Avanzamos hasta enero de 1997. Ya era militar de empleo, y sólo me faltaba conocer mi destino. Con mi metro setenta y cinco y mis escasos sesenta kilos (hay espárragos con más chicha), dudaba que me fueran a mandar a una unidad más o menos cañera. Seguramente, alguien habría meneado la cabeza al verme (mira lo que me manda el Ministerio de Defensa, tú. Parece que los compran por Aliexpress) y luego me metería en la Plana Mayor, Logística o cualquier cosa similar. Pero no. En aquella explanada de la base Primo Rivera, de Alcalá de Henares, que entonces concentraba a casi todas las unidades de la BRIPAC, me anunciaron que mi destino sería la Primera Compañía de la Primera Bandera. Lo más de lo más, muchacho. Para que no te aburras.

Patio de armas del Príncipe Lepanto, sede de la I Bandera a finales de los noventa.

Patio de armas del Príncipe Lepanto, sede de la I Bandera a finales de los noventa.

Mil cabos y cien sargentos empezaron a gritar a la vez (eso parecía), nada más entrar por la puerta del Príncipe Lepanto, sede de la Primera Bandera, en el centro de la ciudad. ¿Que si da miedo el avión? No, hombre. Lo que de verdad asustaba eran esos veteranos y mandos salivando a la vista de tanta carne fresca. Míralos, las criaturas. Huelen a coche nuevo, y no les han sellado ni la garantía todavía. Están bastante verdes, pero seguro que ya se pueden comer. ¿Cuál te pides primero?

Sí, los comienzos siempre son difíciles. El BIP era un balneario de verano, comparado con el entrenamiento y la disciplina que nos esperaba en la Bandera.
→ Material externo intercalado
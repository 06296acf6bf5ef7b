//! Vertex deduplication: turns per-corner attribute references into a compact
//! indexed vertex buffer.

use std::collections::HashMap;

use corelib::{AssetError, AssetResult, Vec2, Vec3};

use crate::mesh::IndexedMesh;

/// One face corner, as 0-based indices into the position/uv/normal pools.
#[derive(Clone, Copy, Debug, Eq, PartialEq, Hash)]
pub struct Corner {
    pub position: usize,
    pub uv: usize,
    pub normal: usize,
}

impl Corner {
    pub const fn new(position: usize, uv: usize, normal: usize) -> Self {
        Self {
            position,
            uv,
            normal,
        }
    }
}

/// Build an [`IndexedMesh`] from corners listed three per triangle.
///
/// Identical corners share one output vertex; output vertices are numbered in
/// first-encounter order, so the result depends only on the input order.
/// Corners must already be in range for the given pools.
pub fn index_corners(
    corners: &[Corner],
    positions: &[Vec3],
    uvs: &[Vec2],
    normals: &[Vec3],
) -> AssetResult<IndexedMesh> {
    if corners.len() % 3 != 0 {
        return Err(AssetError::MalformedMesh(format!(
            "{} corners do not form whole triangles",
            corners.len()
        )));
    }

    let mut unique: HashMap<Corner, u32> = HashMap::with_capacity(corners.len());
    let mut mesh = IndexedMesh {
        indices: Vec::with_capacity(corners.len()),
        ..Default::default()
    };

    for corner in corners {
        let index = match unique.get(corner) {
            Some(&idx) => idx,
            None => {
                let (Some(&p), Some(&t), Some(&n)) = (
                    positions.get(corner.position),
                    uvs.get(corner.uv),
                    normals.get(corner.normal),
                ) else {
                    return Err(AssetError::MalformedMesh(format!(
                        "corner {:?} out of bounds (positions={}, uvs={}, normals={})",
                        corner,
                        positions.len(),
                        uvs.len(),
                        normals.len()
                    )));
                };

                let idx = u32::try_from(mesh.positions.len()).map_err(|_| {
                    AssetError::MalformedMesh(format!("too many vertices (>{})", u32::MAX))
                })?;
                mesh.positions.push(p);
                mesh.uvs.push(t);
                mesh.normals.push(n);
                unique.insert(*corner, idx);
                idx
            }
        };
        mesh.indices.push(index);
    }

    log::debug!(
        "Indexed {} corners into {} unique vertices",
        corners.len(),
        mesh.vertex_count()
    );
    Ok(mesh)
}
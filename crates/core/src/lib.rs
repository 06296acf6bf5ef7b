//! Core shared types and errors (renderer-agnostic).

use std::{
    io,
    path::{Path, PathBuf},
};

use thiserror::Error;

pub use glam::{Vec2, Vec3, vec2, vec3};

/// Every way a single asset load can fail. All variants are terminal for the
/// load: no partial mesh or texture is ever returned alongside one.
#[derive(Debug, Error)]
pub enum AssetError {
    #[error("Failed to open {}: {source}", path.display())]
    FileUnavailable {
        path: PathBuf,
        #[source]
        source: io::Error,
    },
    #[error("Malformed mesh: {0}")]
    MalformedMesh(String),
    #[error("Malformed texture: {0}")]
    MalformedTexture(String),
    #[error("Unsupported format: {0}")]
    UnsupportedFormat(String),
}

impl AssetError {
    pub fn file_unavailable(path: impl Into<PathBuf>, source: io::Error) -> Self {
        Self::FileUnavailable {
            path: path.into(),
            source,
        }
    }
}

pub type AssetResult<T> = Result<T, AssetError>;

/// Read a whole file, mapping any open/read failure to [`AssetError::FileUnavailable`].
pub fn read_file(path: impl AsRef<Path>) -> AssetResult<Vec<u8>> {
    let path = path.as_ref();
    std::fs::read(path).map_err(|e| AssetError::file_unavailable(path, e))
}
La boina negra no es algo que te entreguen por las buenas, no. Hay que correr más distancia, saltar más lejos, trepar más alto. Arrastrarse por las piedras y los espinos hasta que se despellejen codos y rodillas. Asaltar una y otra vez la misma cota, como en una pesilla recurrente, no importa si llueve o el mundo arde bajo el sol. Cargar unos treinta kilos en equipo y armamento, dispuesto a caminar otros tantos kilómetros, con alguna paradita para atacar un objetivo secundario o repeler una emboscada. ¿Cansados, legionarios? Pues vamos a repetirlo, esta vez con munición real, y mucho más rápido. ¡Vamos!
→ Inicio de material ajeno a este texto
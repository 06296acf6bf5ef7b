//! Uncompressed texture data and skybox cubemaps.

use std::path::Path;

use corelib::{AssetError, AssetResult};

/// Texture data in CPU-friendly format before GPU upload.
#[derive(Clone, Debug, PartialEq, Eq)]
pub struct TextureData {
    pub data: Vec<u8>,
    pub width: u32,
    pub height: u32,
    pub format: TextureFormat,
}

/// Supported texture formats.
#[derive(Clone, Copy, Debug, PartialEq, Eq)]
pub enum TextureFormat {
    Rgba8,
    /// Blue-green-red byte order, as stored by BMP.
    Bgr8,
}

impl TextureFormat {
    pub fn bytes_per_pixel(self) -> u32 {
        match self {
            TextureFormat::Rgba8 => 4,
            TextureFormat::Bgr8 => 3,
        }
    }
}

impl TextureData {
    /// Create a new texture with given dimensions and RGBA8 format.
    pub fn new_rgba8(width: u32, height: u32, data: Vec<u8>) -> Self {
        Self::new(width, height, TextureFormat::Rgba8, data)
    }

    /// Create a new texture with given dimensions and BGR8 format.
    pub fn new_bgr8(width: u32, height: u32, data: Vec<u8>) -> Self {
        Self::new(width, height, TextureFormat::Bgr8, data)
    }

    fn new(width: u32, height: u32, format: TextureFormat, data: Vec<u8>) -> Self {
        debug_assert_eq!(
            data.len(),
            width as usize * height as usize * format.bytes_per_pixel() as usize,
            "Data size doesn't match {:?} format",
            format
        );
        Self {
            data,
            width,
            height,
            format,
        }
    }

    /// Load texture from PNG file, converted to RGBA8.
    pub fn load_png<P: AsRef<Path>>(path: P) -> AssetResult<Self> {
        let path = path.as_ref();
        log::info!("Loading texture from {:?}", path);

        let reader =
            image::ImageReader::open(path).map_err(|e| AssetError::file_unavailable(path, e))?;
        let img = reader.decode().map_err(|e| match e {
            image::ImageError::Unsupported(u) => {
                AssetError::UnsupportedFormat(format!("{}: {}", path.display(), u))
            }
            other => AssetError::MalformedTexture(format!("{}: {}", path.display(), other)),
        })?;

        let rgba = img.to_rgba8();
        let (width, height) = rgba.dimensions();
        let data = rgba.into_raw();

        log::info!("Loaded texture {}x{} with {} bytes", width, height, data.len());

        Ok(Self::new_rgba8(width, height, data))
    }

    /// Get the number of bytes per pixel for the format.
    pub fn bytes_per_pixel(&self) -> u32 {
        self.format.bytes_per_pixel()
    }

    /// Check if the texture data is valid.
    pub fn is_valid(&self) -> bool {
        let expected_size =
            self.width as usize * self.height as usize * self.bytes_per_pixel() as usize;
        self.data.len() == expected_size && self.width > 0 && self.height > 0
    }
}

/// Six square faces of equal size, in +X, -X, +Y, -Y, +Z, -Z order.
#[derive(Clone, Debug, PartialEq, Eq)]
pub struct CubemapData {
    pub faces: [TextureData; 6],
}

impl CubemapData {
    /// File stems of the faces, in upload order.
    pub const FACE_NAMES: [&'static str; 6] = ["px", "nx", "py", "ny", "pz", "nz"];

    /// Load `px.png`, `nx.png`, ... from `dir`.
    pub fn load_dir(dir: impl AsRef<Path>) -> AssetResult<Self> {
        let dir = dir.as_ref();
        log::info!("Loading cubemap from {:?}", dir);

        let mut faces = Vec::with_capacity(6);
        for name in Self::FACE_NAMES {
            faces.push(TextureData::load_png(dir.join(format!("{name}.png")))?);
        }
        let faces: [TextureData; 6] = faces
            .try_into()
            .map_err(|_| AssetError::MalformedTexture("cubemap needs six faces".into()))?;
        Self::from_faces(faces)
    }

    /// Validate that all faces are square and share one size.
    pub fn from_faces(faces: [TextureData; 6]) -> AssetResult<Self> {
        let size = faces[0].width;
        for (name, face) in Self::FACE_NAMES.iter().zip(&faces) {
            if face.width != face.height {
                return Err(AssetError::MalformedTexture(format!(
                    "cubemap face {} is not square ({}x{})",
                    name, face.width, face.height
                )));
            }
            if face.width != size {
                return Err(AssetError::MalformedTexture(format!(
                    "cubemap face {} is {}px, expected {}px",
                    name, face.width, size
                )));
            }
        }
        Ok(Self { faces })
    }

    pub fn face_size(&self) -> u32 {
        self.faces[0].width
    }
}
impl CompressionFormat {
    pub const DXT1_FOURCC: u32 = u32::from_le_bytes(*b"DXT1");
    pub const DXT3_FOURCC: u32 = u32::from_le_bytes(*b"DXT3");
    pub const DXT5_FOURCC: u32 = u32::from_le_bytes(*b"DXT5");

    pub fn from_fourcc(fourcc: u32) -> Option<Self> {
        match fourcc {
            Self::DXT1_FOURCC => Some(Self::Dxt1),
            Self::DXT3_FOURCC => Some(Self::Dxt3),
            Self::DXT5_FOURCC => Some(Self::Dxt5),
            _ => None,
        }
    }

    pub fn fourcc(self) -> u32 {
        match self {
            Self::Dxt1 => Self::DXT1_FOURCC,
            Self::Dxt3 => Self::DXT3_FOURCC,
            Self::Dxt5 => Self::DXT5_FOURCC,
        }
    }

    /// Bytes per 4x4 block.
    pub fn block_size(self) -> usize {
        match self {
            Self::Dxt1 => 8,
            Self::Dxt3 | Self::Dxt5 => 16,
        }
    }

    /// Size of one level, rounded up to whole 4x4 blocks, or `None` if it
    /// does not fit in `usize`.
    pub fn level_size(self, width: u32, height: u32) -> Option<usize> {
        let blocks_x = (width as usize).div_ceil(4);
        let blocks_y = (height as usize).div_ceil(4);
        blocks_x
            .checked_mul(blocks_y)?
            .checked_mul(self.block_size())
    }
}

impl fmt::Display for CompressionFormat {
    fn fmt(&self, f: &mut fmt::Formatter<'_>) -> fmt::Result {
        let name = match self {
            Self::Dxt1 => "DXT1",
            Self::Dxt3 => "DXT3",
            Self::Dxt5 => "DXT5",
        };
        f.write_str(name)
    }
}

/// Decoder switches.
#[derive(Clone, Copy, Debug, PartialEq, Eq)]
pub struct DdsOptions {
    /// Require the whole declared payload (`linear_size * 2` for mip-mapped
    /// files) to be present. When off, a shorter payload is accepted as long
    /// as every mip level still fits.
    pub strict_payload: bool,
}

impl Default for DdsOptions {
    fn default() -> Self {
        Self {
            strict_payload: true,
        }
    }
}

/// Header fields the decoder needs.
#[derive(Clone, Copy, Debug, PartialEq, Eq)]
pub struct DdsHeader {
    pub height: u32,
    pub width: u32,
    pub linear_size: u32,
    pub mipmap_count: u32,
    pub fourcc: u32,
}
A mi pesar, yo me convertí en experto en meter la pata. No fui el más torpe ni el más despistado de los paracaidistas, pero me gustaba pifiarla a lo grande. Mi fallo más monstruoso fue olvidar el chaleco antifragmento en el campo de maniobras de Chinchilla, en Albacete. No era tan grave como perder el fusil, pero casi. Mi capitán, un hombre muy serio, pero más magnánimo de lo que daba a entender, me propuso un trato. Podía aligerar mi castigo si le entregaba un chaleco, sin importar de donde lo sacase. Tenía una semana. Después de recorrer varias tiendas y posibles vendedores, me di cuenta de que sólo había una forma de salir de ese lío: volviendo por mi cuenta a Albacete, colarme en el campo de maniobras, y localizar mi chaleco. Una aventura que algunos aún recuerdan en la Bandera, tantos años después.
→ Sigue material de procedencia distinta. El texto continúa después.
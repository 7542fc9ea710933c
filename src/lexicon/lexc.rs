//! Lexc source-file splicing.
//!
//! One-shot utility that extends a finite-state lexicon description: rows
//! whose class tag maps to a lexc continuation class are rendered as
//! `lemma:stem Class ;` entries and inserted into the `.lexc` source
//! immediately after the matching `LEXICON <Category>` marker line.

use crate::error::{LexikoError, Result};
use crate::lexicon::row::LexiconRow;

/// Class-tag to continuation-class mappings for nouns.
const NOUN_CLASSES: [(&str, &str); 8] = [
    ("noun-masc-ος", "NounMascOs"),
    ("noun-masc-ας", "NounMascAs"),
    ("noun-masc-ης", "NounMascIs"),
    ("noun-neut-ι", "NounNeutI"),
    ("noun-neut-μα", "NounNeutMa"),
    ("noun-neut-ο", "NounNeutO"),
    ("noun-fem-α", "NounFemA"),
    ("noun-fem-η", "NounFemI"),
];

/// Class-tag to continuation-class mappings for adjectives.
const ADJ_CLASSES: [(&str, &str); 5] = [
    ("adj-ός", "AdjOs1"),
    ("adj-ος", "AdjOs2"),
    ("adj-ής", "AdjIs"),
    ("adj-ης", "AdjIs2"),
    ("adj-ύς", "AdjUs"),
];

/// Class-tag to continuation-class mappings for verbs.
const VERB_CLASSES: [(&str, &str); 2] = [("verb-a", "VerbA"), ("verb-παθ", "VerbPath")];

/// The continuation-class mapping for a lexc category.
pub fn continuation_classes(category: &str) -> Option<&'static [(&'static str, &'static str)]> {
    match category {
        "Noun" => Some(&NOUN_CLASSES),
        "Adj" => Some(&ADJ_CLASSES),
        "Verb" => Some(&VERB_CLASSES),
        _ => None,
    }
}

/// Render the lexc entries for one category from lexicon rows.
///
/// Rows whose class tag has no continuation class in the category are
/// skipped. Errors when the category itself is unknown.
pub fn entries_for_category(rows: &[LexiconRow], category: &str) -> Result<Vec<String>> {
    let classes = continuation_classes(category)
        .ok_or_else(|| LexikoError::lexc(format!("unknown lexc category: {category}")))?;

    Ok(rows
        .iter()
        .filter_map(|row| {
            classes
                .iter()
                .find(|entry| entry.0 == row.class_tag)
                .map(|entry| format!("{}:{} {} ;", row.lemma, row.stem, entry.1))
        })
        .collect())
}

/// Insert entries into lexc source lines, immediately after the
/// `LEXICON <Category>` marker.
///
/// A missing marker is unrecoverable for this stage and aborts it.
pub fn splice(lines: &[String], category: &str, entries: &[String]) -> Result<Vec<String>> {
    let marker = format!("LEXICON {category}");
    let position = lines
        .iter()
        .position(|line| line.trim() == marker)
        .ok_or_else(|| {
            LexikoError::lexc(format!("LEXICON {category} section not found in the lexc file"))
        })?;

    let mut updated = Vec::with_capacity(lines.len() + entries.len());
    updated.extend_from_slice(&lines[..=position]);
    updated.extend(entries.iter().cloned());
    updated.extend_from_slice(&lines[position + 1..]);
    Ok(updated)
}
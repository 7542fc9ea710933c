//! Lexicon emission: formatting and ordering.
//!
//! No business logic beyond rendering rows and fixing the output order.
//! Rows sort lexicographically by their full rendered string (byte order),
//! which makes repeated runs over identical input byte-identical.

use crate::lexicon::row::LexiconRow;

/// Formats and sorts lexicon rows for writing.
#[derive(Debug, Clone, Default)]
pub struct LexiconEmitter;

impl LexiconEmitter {
    /// Create a new emitter.
    pub fn new() -> Self {
        LexiconEmitter
    }

    /// Render rows as sorted `lemma<TAB>stem<TAB>class_tag` lines.
    pub fn emit(&self, rows: &[LexiconRow]) -> Vec<String> {
        let mut lines: Vec<String> = rows.iter().map(|row| row.to_string()).collect();
        lines.sort();
        lines
    }

    /// Render the whole lexicon as one newline-terminated string.
    pub fn render(&self, rows: &[LexiconRow]) -> String {
        let lines = self.emit(rows);
        let mut out = lines.join("\n");
        if !out.is_empty() {
            out.push('\n');
        }
        out
    }
}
Instrucción de combate Brigada Paracaidista 2002

Instrucción de combate (imagen obtenida de un video de captación del Ministerio de Defensa, del año 2002)

Con el tiempo, hasta yo acumulé la experiencia suficiente para desempeñar un trabajo impecable e, incluso, guiar a otros. Algunos mandos me aconsejaron que me ganara los galones de cabo, tan pronto cumpliera el tiempo marcado por las normas, o que me planteara dar el salto a la Básica. En aquel momento, no sabía si seguir en el Ejército o bien prepárame para la vida civil. Bien o mal, escogí el segundo camino. Por eso, cuando solicitaron voluntarios que tuvieran conocimientos ofimáticos, para ocupar un puesto en la Plana Mayor, me presenté voluntario. Ese sería el primer paso para formarme como administrativo primero, y como analista programador después. Debo toda mi carrera en la empresa privada a esa pequeña decisión. Pero no dejo de preguntarme si no hubiera sido mejor el otro camino, el de la Básica. Qué habría sido de mi volviendo a la Brigada como sargento, con un buen lote de misiones internacionales en el horizonte, y muchas ganas de ponerme a prueba.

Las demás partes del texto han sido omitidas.